I’ve got a couple of funds that I use to stash away my “dry powder” cash, money that’s earmarked for a future investment opportunity. While I’m willing to take a bit of risk with this cash, I need the investments to be relatively stable so that when the right opportunity comes knocking, I can seize it.

To this end, I don’t want money-market volatility, but I’m not comfortable with a standard deviation of over 4%.

This is different from the cash that moves around my account due to stock and options transactions, which I’ve got parked in the Fidelity Government Money Market Fund (SPAXX). I highly recommend this fund as a solid default core holding on Fidelity.

The two funds I’ve got my eye on are:

The iShares 0-3 Month Treasury Bond ETF (NYSEARCA:SGOV) and the Simplify Enhanced Income ETF (NYSEARCA:HIGH).

Cash park investors are absolutely thrilled about this new “higher for longer” macro environment. These funds are now dishing out yields of over 5% and it’s music to our ears!

According to the Fed, this party could continue for another year above 4%, followed by another year around 3% in 2026. However, who knows what happens when the Fed’s plans meet reality! Now that’s a story for another day.

Dry Powder Dilemma

Having cash stashed away in conservative ETFs or money market funds for future investment opportunities hasn’t exactly been a lucrative move in the last decade. The total return from 2010 to 2023 for money market investors was a measly 12.37%, which rounds up to just 0.95% per annum.

If you were willing to take on a bit of beta with short-term corporate bonds, the results were slightly better, but the ride was far bumpier. That’s not acceptable for most folks parking their cash.

However, the game has changed now that rates have surged to 5%, the highest we’ve seen in a long time. And according to the Fed, they plan to keep rates here for some time, making these cash vehicles suddenly much more appealing.

Investors caught in the cash trap are riding high now that these funds are sprouting 5%+ yields. The question is, will this party go on for long or will it be a fleeting moment?

iShares 0-3 Month Treasury Bond ETF — (SGOV)

Last time I talked about SGOV, I gave it a strong buy. And you know what? It’s performed exactly as expected since then!

The whipsaw in the chart tells the story. The fund drops when dividends are paid out, then picks up as the month progresses until the next payment rolls around. It’s a rinse and repeat cycle.

SGOV is a fund that holds T-Bills, treasury bonds that mature within a 90-day timeframe. These bonds are stable, predictable, and they are currently doling out the highest dividend yield of the maturity ranges iShares ETFs offer.

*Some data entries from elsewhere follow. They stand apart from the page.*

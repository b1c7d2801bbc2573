//! Configuration types for Quest.
//!
//! This module provides the configuration structure controlling the remote
//! execution service endpoint, request timeout, language runtime versions,
//! and lesson catalog source.

use std::collections::HashMap;
use std::path::Path;
use std::time::Duration;

use serde::{Deserialize, Serialize};

use crate::error::{QuestError, Result};

/// The default config file name.
const CONFIG_FILE_NAME: &str = "quest.json";

/// Default base URL of the remote execution service.
fn default_base_url() -> String {
    "https://emkc.org/api/v2/piston".to_string()
}

/// Default request timeout in seconds.
const fn default_timeout_secs() -> u64 {
    10
}

/// Default language selected when the host does not specify one.
fn default_language() -> String {
    "python".to_string()
}

/// Default language-to-runtime-version mapping.
fn default_language_versions() -> HashMap<String, String> {
    quest_executor::client::default_language_versions()
}

/// Main configuration for Quest.
///
/// Controls the execution service endpoint, timeout, and which runtime
/// version string accompanies each language id. The version mapping is
/// plain configuration data; the execution client never computes versions.
#[derive(Debug, Clone, Serialize, Deserialize)]
#[serde(rename_all = "camelCase")]
pub struct Config {
    /// Base endpoint of the remote execution service.
    #[serde(default = "default_base_url")]
    pub base_url: String,

    /// Timeout for a single execution request, in seconds.
    #[serde(default = "default_timeout_secs")]
    pub timeout_secs: u64,

    /// Language selected when the host does not specify one.
    #[serde(default = "default_language")]
    pub default_language: String,

    /// Runtime version sent with each language id.
    #[serde(default = "default_language_versions")]
    pub language_versions: HashMap<String, String>,

    /// Path to a lesson catalog file; the built-in catalog is used when absent.
    #[serde(default)]
    pub catalog: Option<String>,
}

impl Default for Config {
    fn default() -> Self {
        Self {
            base_url: default_base_url(),
            timeout_secs: default_timeout_secs(),
            default_language: default_language(),
            language_versions: default_language_versions(),
            catalog: None,
        }
    }
}

impl Config {
    /// Loads configuration from the current working directory.
    ///
    /// Looks for `quest.json` in the current directory. If found, loads and
    /// validates the configuration. If not found, returns defaults.
    ///
    /// # Errors
    ///
    /// Returns an error if the file exists but contains invalid JSON.
    pub fn load() -> Result<Self> {
        let current_dir = std::env::current_dir().map_err(|e| {
            QuestError::config_parse(
                "<current directory>",
                format!("cannot determine current directory: {e}"),
            )
        })?;
        Self::load_from_dir(&current_dir)
    }

    /// Loads configuration from a specific directory.
    ///
    /// # Errors
    ///
    /// Returns an error if `quest.json` exists in the directory but contains
    /// invalid JSON.
    pub fn load_from_dir(dir: &Path) -> Result<Self> {
        let config_path = dir.join(CONFIG_FILE_NAME);
        Self::load_from_file(&config_path)
    }

    /// Loads configuration from a specific file path.
    ///
    /// If the file does not exist, returns default configuration.
    ///
    /// # Errors
    ///
    /// Returns `QuestError::ConfigParseError` if the file exists but contains
    /// invalid JSON, or `QuestError::ConfigValidationError` if the values are
    /// invalid.
    pub fn load_from_file(path: &Path) -> Result<Self> {
        let contents = match std::fs::read_to_string(path) {
            Ok(contents) => contents,
            Err(e) if e.kind() == std::io::ErrorKind::NotFound => {
                let config = Self::default();
                config.validate()?;
                return Ok(config);
            }
            Err(e) => {
                return Err(QuestError::config_parse(
                    path,
                    format!("failed to read file: {e}"),
                ));
            }
        };

        let config: Self = serde_json::from_str(&contents)
            .map_err(|e| QuestError::config_parse(path, e.to_string()))?;
        config.validate()?;
        Ok(config)
    }

    /// Validates the configuration values.
    ///
    /// Checks that:
    /// - `base_url` is not empty
    /// - `timeout_secs` is greater than 0
    /// - `language_versions` is not empty
    /// - `default_language` has a version mapping
    ///
    /// # Errors
    ///
    /// Returns `QuestError::ConfigValidationError` if any check fails.
    pub fn validate(&self) -> Result<()> {
        if self.base_url.trim().is_empty() {
            return Err(QuestError::config_validation(
                "baseUrl must not be empty",
                "Provide the execution service URL in your quest.json",
            ));
        }

        if self.timeout_secs == 0 {
            return Err(QuestError::config_validation(
                "timeoutSecs must be greater than 0",
                "Set timeoutSecs to at least 1 second in your quest.json",
            ));
        }

        if self.language_versions.is_empty() {
            return Err(QuestError::config_validation(
                "languageVersions must not be empty",
                "Provide at least one language-to-version entry in your quest.json",
            ));
        }

        if !self.language_versions.contains_key(&self.default_language) {
            return Err(QuestError::config_validation(
                format!(
                    "defaultLanguage '{}' has no languageVersions entry",
                    self.default_language
                ),
                "Add the default language to languageVersions in your quest.json",
            ));
        }

        Ok(())
    }

    /// Returns the request timeout as a [`Duration`].
    #[must_use]
    pub const fn timeout(&self) -> Duration {
        Duration::from_secs(self.timeout_secs)
    }
}

#[cfg(test)]
#[allow(clippy::unwrap_used)]
mod tests {
    use super::*;

    #[test]
    fn default_config_is_valid() {
        let config = Config::default();
        assert!(config.validate().is_ok());
        assert_eq!(config.base_url, "https://emkc.org/api/v2/piston");
        assert_eq!(config.timeout_secs, 10);
        assert_eq!(config.default_language, "python");
        assert_eq!(
            config.language_versions.get("python").map(String::as_str),
            Some("3.10.0")
        );
        assert!(config.catalog.is_none());
    }

    #[test]
    fn missing_file_yields_defaults() {
        let config = Config::load_from_file(Path::new("/nonexistent/quest.json")).unwrap();
        assert_eq!(config.timeout_secs, 10);
    }

    #[test]
    fn partial_config_fills_defaults() {
        let json = r#"{"baseUrl": "http://localhost:2000"}"#;
        let config: Config = serde_json::from_str(json).unwrap();
        assert_eq!(config.base_url, "http://localhost:2000");
        assert_eq!(config.timeout_secs, 10);
        assert_eq!(config.default_language, "python");
    }

    #[test]
    fn camel_case_field_names() {
        let json = r#"{
            "baseUrl": "http://localhost:2000",
            "timeoutSecs": 5,
            "defaultLanguage": "javascript",
            "languageVersions": {"javascript": "18.15.0"},
            "catalog": "lessons.json"
        }"#;
        let config: Config = serde_json::from_str(json).unwrap();
        assert_eq!(config.timeout_secs, 5);
        assert_eq!(config.default_language, "javascript");
        assert_eq!(config.catalog.as_deref(), Some("lessons.json"));
        assert!(config.validate().is_ok());
    }

    #[test]
    fn zero_timeout_fails_validation() {
        let config = Config {
            timeout_secs: 0,
            ..Config::default()
        };
        let err = config.validate().unwrap_err();
        assert!(matches!(err, QuestError::ConfigValidationError { .. }));
        assert!(err.to_string().contains("timeoutSecs"));
    }

    #[test]
    fn empty_base_url_fails_validation() {
        let config = Config {
            base_url: "  ".to_string(),
            ..Config::default()
        };
        assert!(config.validate().is_err());
    }

    #[test]
    fn default_language_must_have_version() {
        let config = Config {
            default_language: "rust".to_string(),
            ..Config::default()
        };
        let err = config.validate().unwrap_err();
        assert!(err.to_string().contains("rust"));
    }

    #[test]
    fn timeout_converts_to_duration() {
        let config = Config::default();
        assert_eq!(config.timeout(), Duration::from_secs(10));
    }
}
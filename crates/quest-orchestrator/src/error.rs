//! Error types for the Quest orchestrator.
//!
//! This module defines the error hierarchy for configuration loading,
//! catalog loading, lesson navigation, and run orchestration. Every error
//! is recovered at the orchestrator or CLI boundary; a failed run degrades
//! to an error message and a retry, never a crashed session.

use std::path::PathBuf;

use quest_executor::ExecutorError;

/// A specialized `Result` type for Quest orchestrator operations.
pub type Result<T> = std::result::Result<T, QuestError>;

/// Errors that can occur while running Quest.
#[derive(Debug, thiserror::Error)]
pub enum QuestError {
    // ========================================================================
    // Run Errors
    // ========================================================================
    /// No source code was submitted for execution.
    ///
    /// The message is surfaced verbatim to the host; no network call is made.
    #[error("no code to execute")]
    EmptyInput,

    /// The execution client failed.
    #[error(transparent)]
    Executor(#[from] ExecutorError),

    // ========================================================================
    // Configuration Errors
    // ========================================================================
    /// Invalid JSON syntax in the configuration file.
    #[error("Invalid JSON in config file '{path}': {message}\n\nSuggestion: Validate your quest.json with a JSON linter")]
    ConfigParseError {
        /// Path to the configuration file.
        path: PathBuf,
        /// Description of the parse error.
        message: String,
    },

    /// Configuration validation failed.
    #[error("Invalid configuration: {message}\n\nSuggestion: {suggestion}")]
    ConfigValidationError {
        /// Description of the validation failure.
        message: String,
        /// Actionable suggestion for the user.
        suggestion: String,
    },

    // ========================================================================
    // Catalog Errors
    // ========================================================================
    /// Catalog file was not found at the specified path.
    #[error("Lesson catalog not found: '{path}'\n\nSuggestion: Check the 'catalog' field in quest.json or omit it to use the built-in lessons")]
    CatalogNotFound {
        /// Path where the catalog was expected.
        path: PathBuf,
    },

    /// Catalog file contains invalid JSON.
    #[error("Invalid JSON in catalog file '{path}': {message}\n\nSuggestion: Validate the catalog file with a JSON linter")]
    CatalogParseError {
        /// Path to the catalog file.
        path: PathBuf,
        /// Description of the parse error.
        message: String,
    },

    /// Catalog content violates a structural requirement.
    #[error("Invalid lesson catalog: {message}\n\nSuggestion: Every level needs at least one lesson, every lesson at least one step, and lesson ids must be unique")]
    CatalogValidationError {
        /// Description of the validation failure.
        message: String,
    },

    // ========================================================================
    // Navigation Errors
    // ========================================================================
    /// An explicit jump targeted a lesson index outside the level.
    #[error("Invalid lesson navigation: level '{level}' has {lesson_count} lessons, index {lesson_index} is out of range")]
    InvalidNavigation {
        /// The targeted level.
        level: String,
        /// The requested lesson index.
        lesson_index: usize,
        /// Number of lessons in the targeted level.
        lesson_count: usize,
    },

    // ========================================================================
    // General I/O Errors
    // ========================================================================
    /// General I/O error during file operations.
    #[error("I/O error: {0}")]
    Io(#[from] std::io::Error),

    /// JSON serialization/deserialization error.
    #[error("JSON error: {0}")]
    Json(#[from] serde_json::Error),
}

impl QuestError {
    /// Creates a new `ConfigParseError` with the given path and message.
    #[must_use]
    pub fn config_parse(path: impl Into<PathBuf>, message: impl Into<String>) -> Self {
        Self::ConfigParseError {
            path: path.into(),
            message: message.into(),
        }
    }

    /// Creates a new `ConfigValidationError` with the given message and suggestion.
    #[must_use]
    pub fn config_validation(message: impl Into<String>, suggestion: impl Into<String>) -> Self {
        Self::ConfigValidationError {
            message: message.into(),
            suggestion: suggestion.into(),
        }
    }

    /// Creates a new `CatalogNotFound` error.
    #[must_use]
    pub fn catalog_not_found(path: impl Into<PathBuf>) -> Self {
        Self::CatalogNotFound { path: path.into() }
    }

    /// Creates a new `CatalogParseError`.
    #[must_use]
    pub fn catalog_parse(path: impl Into<PathBuf>, message: impl Into<String>) -> Self {
        Self::CatalogParseError {
            path: path.into(),
            message: message.into(),
        }
    }

    /// Creates a new `CatalogValidationError`.
    #[must_use]
    pub fn catalog_validation(message: impl Into<String>) -> Self {
        Self::CatalogValidationError {
            message: message.into(),
        }
    }

    /// Creates a new `InvalidNavigation` error.
    #[must_use]
    pub fn invalid_navigation(
        level: impl std::fmt::Display,
        lesson_index: usize,
        lesson_count: usize,
    ) -> Self {
        Self::InvalidNavigation {
            level: level.to_string(),
            lesson_index,
            lesson_count,
        }
    }

    /// Returns `true` if this error came from a failed execution attempt.
    ///
    /// Run failures are recoverable: the host shows the message and lets the
    /// learner retry. Everything else indicates a setup problem.
    #[must_use]
    pub const fn is_run_failure(&self) -> bool {
        matches!(self, Self::EmptyInput | Self::Executor(_))
    }
}

#[cfg(test)]
#[allow(clippy::unwrap_used)]
mod tests {
    use super::*;

    #[test]
    fn empty_input_message_is_exact() {
        assert_eq!(QuestError::EmptyInput.to_string(), "no code to execute");
    }

    #[test]
    fn config_errors_include_suggestion() {
        let err = QuestError::config_parse("/tmp/quest.json", "expected value at line 1");
        let msg = err.to_string();
        assert!(msg.contains("quest.json"));
        assert!(msg.contains("Suggestion"));

        let err = QuestError::config_validation("timeout must be greater than 0", "Set timeoutSecs to at least 1");
        assert!(err.to_string().contains("Set timeoutSecs to at least 1"));
    }

    #[test]
    fn catalog_not_found_names_path() {
        let err = QuestError::catalog_not_found("/lessons/catalog.json");
        assert!(err.to_string().contains("/lessons/catalog.json"));
    }

    #[test]
    fn invalid_navigation_reports_bounds() {
        let err = QuestError::invalid_navigation("beginner", 5, 2);
        let msg = err.to_string();
        assert!(msg.contains("beginner"));
        assert!(msg.contains('5'));
        assert!(msg.contains('2'));
    }

    #[test]
    fn executor_errors_convert_transparently() {
        let err: QuestError = ExecutorError::network("connection refused").into();
        assert!(err.to_string().contains("connection refused"));
        assert!(err.is_run_failure());
    }

    #[test]
    fn run_failure_classification() {
        assert!(QuestError::EmptyInput.is_run_failure());
        assert!(!QuestError::catalog_validation("duplicate id").is_run_failure());
    }
}
//! Quest Execution Client
//!
//! Remote code execution over HTTP with response caching.
//!
//! This crate provides the types and client used to submit learner source
//! code to a remote execution service and normalize its responses.

use serde::{Deserialize, Serialize};
use thiserror::Error;

pub mod client;

pub use client::ExecutionClient;

/// Errors that can occur while executing code remotely.
#[derive(Debug, Error)]
pub enum ExecutorError {
    /// The network call could not complete (timeout, DNS, connection refused).
    #[error("network error: {message}\n\nSuggestion: Check your connection and the service URL, then retry")]
    Network {
        /// Description of the transport failure.
        message: String,
    },

    /// The service responded but reported a server-side failure status.
    #[error("execution service error (HTTP {status}): {message}\n\nSuggestion: Retry later; the execution service may be experiencing issues")]
    RemoteExecution {
        /// HTTP status code returned by the service.
        status: u16,
        /// Response body or status description.
        message: String,
    },

    /// The service returned a body that does not match the expected schema.
    #[error("invalid response from execution service: {message}\n\nSuggestion: Verify the configured base URL points at a compatible execution service")]
    InvalidResponse {
        /// Description of the schema mismatch.
        message: String,
    },

    /// No runtime version is configured for the requested language.
    #[error("unknown language: '{language}'\n\nSuggestion: Add a version for '{language}' to languageVersions in quest.json")]
    UnknownLanguage {
        /// The unrecognized language identifier.
        language: String,
    },
}

impl ExecutorError {
    /// Creates a new `Network` error.
    #[must_use]
    pub fn network(message: impl Into<String>) -> Self {
        Self::Network {
            message: message.into(),
        }
    }

    /// Creates a new `RemoteExecution` error.
    #[must_use]
    pub fn remote(status: u16, message: impl Into<String>) -> Self {
        Self::RemoteExecution {
            status,
            message: message.into(),
        }
    }

    /// Creates a new `InvalidResponse` error.
    #[must_use]
    pub fn invalid_response(message: impl Into<String>) -> Self {
        Self::InvalidResponse {
            message: message.into(),
        }
    }

    /// Creates a new `UnknownLanguage` error.
    #[must_use]
    pub fn unknown_language(language: impl Into<String>) -> Self {
        Self::UnknownLanguage {
            language: language.into(),
        }
    }

    /// Returns `true` if this error is transient and a retry may succeed.
    ///
    /// The client itself never retries; retry policy belongs to the caller.
    #[must_use]
    pub const fn is_transient(&self) -> bool {
        matches!(self, Self::Network { .. } | Self::RemoteExecution { .. })
    }
}

/// A request to run source code against the remote execution service.
///
/// Immutable once built; construct a new request for each change.
#[derive(Debug, Clone, PartialEq, Eq, Serialize, Deserialize)]
pub struct ExecutionRequest {
    /// Language identifier (e.g. "python", "javascript", "java").
    pub language: String,
    /// The source code to execute.
    pub source_code: String,
    /// Standard input supplied to the program.
    pub stdin: String,
}

impl ExecutionRequest {
    /// Creates a request with empty stdin.
    #[must_use]
    pub fn new(language: impl Into<String>, source_code: impl Into<String>) -> Self {
        Self {
            language: language.into(),
            source_code: source_code.into(),
            stdin: String::new(),
        }
    }

    /// Sets the standard input for the program.
    #[must_use]
    pub fn with_stdin(mut self, stdin: impl Into<String>) -> Self {
        self.stdin = stdin.into();
        self
    }

    /// Returns the cache key for this request.
    ///
    /// stdin is deliberately excluded: two runs with identical code but
    /// different stdin share a cache slot. See [`CacheKey`].
    #[must_use]
    pub fn cache_key(&self) -> CacheKey {
        CacheKey::new(&self.language, &self.source_code)
    }
}

/// Normalized output of a remote execution.
#[derive(Debug, Clone, PartialEq, Eq, Serialize, Deserialize)]
pub struct ExecutionResult {
    /// Captured standard output.
    pub stdout: String,
    /// Captured standard error; non-empty implies the run failed.
    pub stderr: String,
    /// Process exit code, when the service reports one.
    pub exit_code: Option<i64>,
}

impl ExecutionResult {
    /// Returns `true` if the executed program wrote to stderr.
    ///
    /// Non-empty stderr is treated as failure regardless of the exit code.
    #[must_use]
    pub fn is_failure(&self) -> bool {
        !self.stderr.is_empty()
    }
}

/// Cache key for execution results.
///
/// Derived from (language, source code) only. Excluding stdin means a
/// program whose output depends on its input returns the first cached
/// result on resubmission. This mirrors the assumption that submitted
/// programs are pure and deterministic; it is a documented limitation,
/// not a bug to silently fix.
#[derive(Debug, Clone, PartialEq, Eq, Hash)]
pub struct CacheKey {
    language: String,
    source_code: String,
}

impl CacheKey {
    /// Creates a cache key from a language id and source code.
    #[must_use]
    pub fn new(language: impl Into<String>, source_code: impl Into<String>) -> Self {
        Self {
            language: language.into(),
            source_code: source_code.into(),
        }
    }
}

/// Abstraction over code execution backends.
///
/// [`ExecutionClient`] is the production implementation; tests substitute
/// in-memory fakes. `&mut self` enforces at most one in-flight execution
/// per session.
#[allow(async_fn_in_trait)]
pub trait CodeExecutor {
    /// Executes the given request and returns the normalized result.
    ///
    /// # Errors
    ///
    /// Returns an [`ExecutorError`] when the run cannot complete or the
    /// service reports a failure.
    async fn execute(&mut self, request: &ExecutionRequest) -> Result<ExecutionResult, ExecutorError>;
}
//! End-to-end integration tests for Quest.
//!
//! These tests run the real `ExecutionClient` against an in-process mock
//! execution service, validating the complete workflow from code submission
//! through caching and lesson progression. The mock counts every request it
//! receives so the tests can assert exactly when the network is used.

use std::sync::atomic::{AtomicUsize, Ordering};
use std::sync::{Arc, Mutex};
use std::time::Duration;

use axum::extract::State;
use axum::routing::post;
use axum::{Json, Router};
use quest_executor::{
    client::default_language_versions, CodeExecutor, ExecutionClient, ExecutionRequest,
    ExecutorError,
};
use quest_orchestrator::{
    LessonCatalog, LessonProgressTracker, LevelId, Orchestrator, ProgressEvent,
};
use serde_json::{json, Value};

/// Shared state of the mock execution service.
#[derive(Clone, Default)]
struct MockState {
    /// Number of /execute requests received.
    hits: Arc<AtomicUsize>,
    /// The most recent request body, for wire-format assertions.
    last_request: Arc<Mutex<Option<Value>>>,
}

/// Interprets the handful of python snippets the lessons use.
///
/// Understands `print('literal')` lines and `print(input())`; everything
/// else produces no output. Enough to drive the catalog end to end.
fn interpret(source: &str, stdin: &str) -> String {
    let mut output = String::new();
    for line in source.lines() {
        let line = line.trim();
        if let Some(literal) = line
            .strip_prefix("print('")
            .and_then(|rest| rest.strip_suffix("')"))
        {
            output.push_str(literal);
            output.push('\n');
        } else if line == "print(input())" {
            output.push_str(stdin);
            output.push('\n');
        }
    }
    output
}

/// Mock /execute endpoint speaking the execution service wire format.
async fn execute_handler(State(state): State<MockState>, Json(body): Json<Value>) -> Json<Value> {
    state.hits.fetch_add(1, Ordering::SeqCst);
    *state.last_request.lock().expect("lock poisoned") = Some(body.clone());

    let source = body["files"][0]["content"].as_str().unwrap_or_default();
    let stdin = body["stdin"].as_str().unwrap_or_default();

    // Marker-driven behaviors for failure-path tests.
    if source.contains("oops") {
        return Json(json!({
            "run": {"output": "", "stderr": "SyntaxError: invalid syntax near 'oops'", "code": 1}
        }));
    }
    if source.contains("slow") {
        tokio::time::sleep(Duration::from_millis(500)).await;
    }
    if source.contains("malformed") {
        return Json(json!({"message": "ok"}));
    }

    let output = interpret(source, stdin);
    Json(json!({
        "language": body["language"],
        "version": body["version"],
        "run": {"output": output, "stderr": "", "code": 0}
    }))
}

/// Spawns the mock service and returns its base URL and state.
async fn spawn_mock_service() -> (String, MockState) {
    let state = MockState::default();
    let router = Router::new()
        .route("/execute", post(execute_handler))
        .with_state(state.clone());

    let listener = tokio::net::TcpListener::bind("127.0.0.1:0")
        .await
        .expect("Failed to bind");
    let addr = listener.local_addr().expect("Failed to get local addr");

    tokio::spawn(async move {
        axum::serve(listener, router).await.expect("Server failed");
    });

    (format!("http://{addr}"), state)
}

/// Builds an orchestrator wired to the mock service with the builtin catalog.
fn build_orchestrator(base_url: &str) -> Orchestrator<ExecutionClient> {
    let client = ExecutionClient::new(base_url).expect("Failed to build client");
    let tracker = LessonProgressTracker::new(Arc::new(LessonCatalog::builtin()));
    Orchestrator::new(client, tracker)
}

#[tokio::test]
async fn matching_run_advances_first_step() {
    let (base_url, state) = spawn_mock_service().await;
    let mut orchestrator = build_orchestrator(&base_url);

    let outcome = orchestrator.run("python", "print('Hello')").await;

    assert!(outcome.success, "outcome: {outcome:?}");
    assert_eq!(outcome.output_lines, vec!["Hello"]);
    assert_eq!(outcome.progress_event, Some(ProgressEvent::StepAdvanced));
    assert_eq!(state.hits.load(Ordering::SeqCst), 1);

    // The wire request carried the configured runtime version.
    let request = state
        .last_request
        .lock()
        .expect("lock poisoned")
        .clone()
        .expect("no request recorded");
    assert_eq!(request["language"], "python");
    assert_eq!(request["version"], "3.10.0");
    assert_eq!(request["files"][0]["content"], "print('Hello')");
}

#[tokio::test]
async fn empty_source_makes_no_network_call() {
    let (base_url, state) = spawn_mock_service().await;
    let mut orchestrator = build_orchestrator(&base_url);

    let outcome = orchestrator.run("python", "").await;

    assert!(!outcome.success);
    assert_eq!(outcome.error_message.as_deref(), Some("no code to execute"));
    assert!(outcome.progress_event.is_none());
    assert_eq!(state.hits.load(Ordering::SeqCst), 0);
}

#[tokio::test]
async fn stderr_fails_run_and_preserves_progress() {
    let (base_url, state) = spawn_mock_service().await;
    let mut orchestrator = build_orchestrator(&base_url);

    let outcome = orchestrator.run("python", "oops print('Hello')").await;

    assert!(!outcome.success);
    let message = outcome.error_message.expect("expected error message");
    assert!(message.contains("SyntaxError"), "message: {message}");
    assert_eq!(orchestrator.tracker().state().step_index, 0);
    assert!(orchestrator.tracker().state().completed_lessons.is_empty());
    assert_eq!(state.hits.load(Ordering::SeqCst), 1);
}

#[tokio::test]
async fn identical_code_issues_exactly_one_network_call() {
    let (base_url, state) = spawn_mock_service().await;
    let mut client = ExecutionClient::new(&base_url).expect("Failed to build client");
    let request = ExecutionRequest::new("python", "print('Hello')");

    let first = client.execute(&request).await.expect("first run failed");
    let second = client.execute(&request).await.expect("second run failed");

    assert_eq!(first, second);
    assert_eq!(state.hits.load(Ordering::SeqCst), 1);
    assert_eq!(client.cached_entries(), 1);
}

#[tokio::test]
async fn cache_key_ignores_stdin_returning_stale_output() {
    let (base_url, state) = spawn_mock_service().await;
    let mut client = ExecutionClient::new(&base_url).expect("Failed to build client");

    let with_a = ExecutionRequest::new("python", "print(input())").with_stdin("a");
    let with_b = ExecutionRequest::new("python", "print(input())").with_stdin("b");

    let first = client.execute(&with_a).await.expect("first run failed");
    assert_eq!(first.stdout, "a\n");

    // Same code, different stdin: the cached result comes back unchanged.
    // Documented limitation of keying on (language, source) only.
    let second = client.execute(&with_b).await.expect("second run failed");
    assert_eq!(second.stdout, "a\n");
    assert_eq!(state.hits.load(Ordering::SeqCst), 1);
}

#[tokio::test]
async fn slow_service_times_out_as_network_error() {
    let (base_url, _state) = spawn_mock_service().await;
    let mut client = ExecutionClient::with_options(
        &base_url,
        default_language_versions(),
        Duration::from_millis(100),
    )
    .expect("Failed to build client");

    let request = ExecutionRequest::new("python", "slow print('Hello')");
    let result = client.execute(&request).await;

    assert!(matches!(result, Err(ExecutorError::Network { .. })));
    assert_eq!(client.cached_entries(), 0);
}

#[tokio::test]
async fn malformed_response_is_rejected_not_cached() {
    let (base_url, state) = spawn_mock_service().await;
    let mut client = ExecutionClient::new(&base_url).expect("Failed to build client");

    let request = ExecutionRequest::new("python", "malformed");
    let result = client.execute(&request).await;

    assert!(matches!(result, Err(ExecutorError::InvalidResponse { .. })));
    assert_eq!(state.hits.load(Ordering::SeqCst), 1);
    assert_eq!(client.cached_entries(), 0);
}

#[tokio::test]
async fn full_catalog_walk_through_the_orchestrator() {
    let (base_url, _state) = spawn_mock_service().await;
    let mut orchestrator = build_orchestrator(&base_url);

    // Lesson 1, step 1: print Hello.
    let outcome = orchestrator.run("python", "print('Hello')").await;
    assert_eq!(outcome.progress_event, Some(ProgressEvent::StepAdvanced));

    // Lesson 1, step 2: two lines.
    let outcome = orchestrator
        .run("python", "print('First line')\nprint('Second line')")
        .await;
    assert_eq!(
        outcome.progress_event,
        Some(ProgressEvent::LessonCompleted { lesson_id: 1 })
    );
    assert!(outcome.is_celebratory());

    // Lesson 2, step 1 expects no output: assignment produces none, the
    // host advances explicitly.
    let outcome = orchestrator.run("python", "name = 'Alice'").await;
    assert!(outcome.success);
    assert_eq!(
        outcome.progress_event,
        Some(ProgressEvent::ManualAdvanceRequired)
    );
    assert_eq!(
        orchestrator.tracker_mut().advance_step(),
        ProgressEvent::StepAdvanced
    );

    // Lesson 2, step 2: print the variable's value.
    let outcome = orchestrator.run("python", "print('Alice')").await;
    assert_eq!(
        outcome.progress_event,
        Some(ProgressEvent::LevelAdvanced {
            completed_lesson_id: 2,
            level: LevelId::Intermediate,
        })
    );

    // Lesson 3: conditionals, terminal lesson.
    let outcome = orchestrator.run("python", "print('Adult')").await;
    assert_eq!(
        outcome.progress_event,
        Some(ProgressEvent::LessonCompleted { lesson_id: 3 })
    );

    let state = orchestrator.tracker().state();
    assert_eq!(state.completed_lessons, [1, 2, 3].into_iter().collect());
    assert!(orchestrator.tracker().is_terminal());

    // Terminal stability: resubmitting leaves the session intact.
    let outcome = orchestrator.run("python", "print('Adult')").await;
    assert_eq!(
        outcome.progress_event,
        Some(ProgressEvent::LessonCompleted { lesson_id: 3 })
    );
    assert_eq!(
        orchestrator.tracker().state().completed_lessons,
        [1, 2, 3].into_iter().collect()
    );
}

#[tokio::test]
async fn explicit_navigation_jumps_between_lessons() {
    let (base_url, _state) = spawn_mock_service().await;
    let mut orchestrator = build_orchestrator(&base_url);

    orchestrator
        .tracker_mut()
        .jump_to(LevelId::Intermediate, 0)
        .expect("jump failed");
    assert_eq!(orchestrator.tracker().current_lesson().title, "Conditionals");

    let outcome = orchestrator
        .run("python", "print('Adult')\nprint('done')")
        .await;
    // Substring match: the extra line does not break it.
    assert_eq!(
        outcome.progress_event,
        Some(ProgressEvent::LessonCompleted { lesson_id: 3 })
    );
}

T-Bills are the least risky treasuries to own, and treasuries are considered the least risky bonds overall. It’s a win-win situation for short-term cash holdings – low volatility and high dividends, what’s not to love?

It’s important to note that SGOV’s distributions (along with ~5% of HIGH’s yield) are exempt from state taxes since they are coupons from treasuries. This means that my after-tax return for SGOV is higher than my return would be with a money market like VMFXX, which. . .

Unleashing the HIGH ETF: A Fiery Review of Simplify Enhanced Income ETF (HIGH)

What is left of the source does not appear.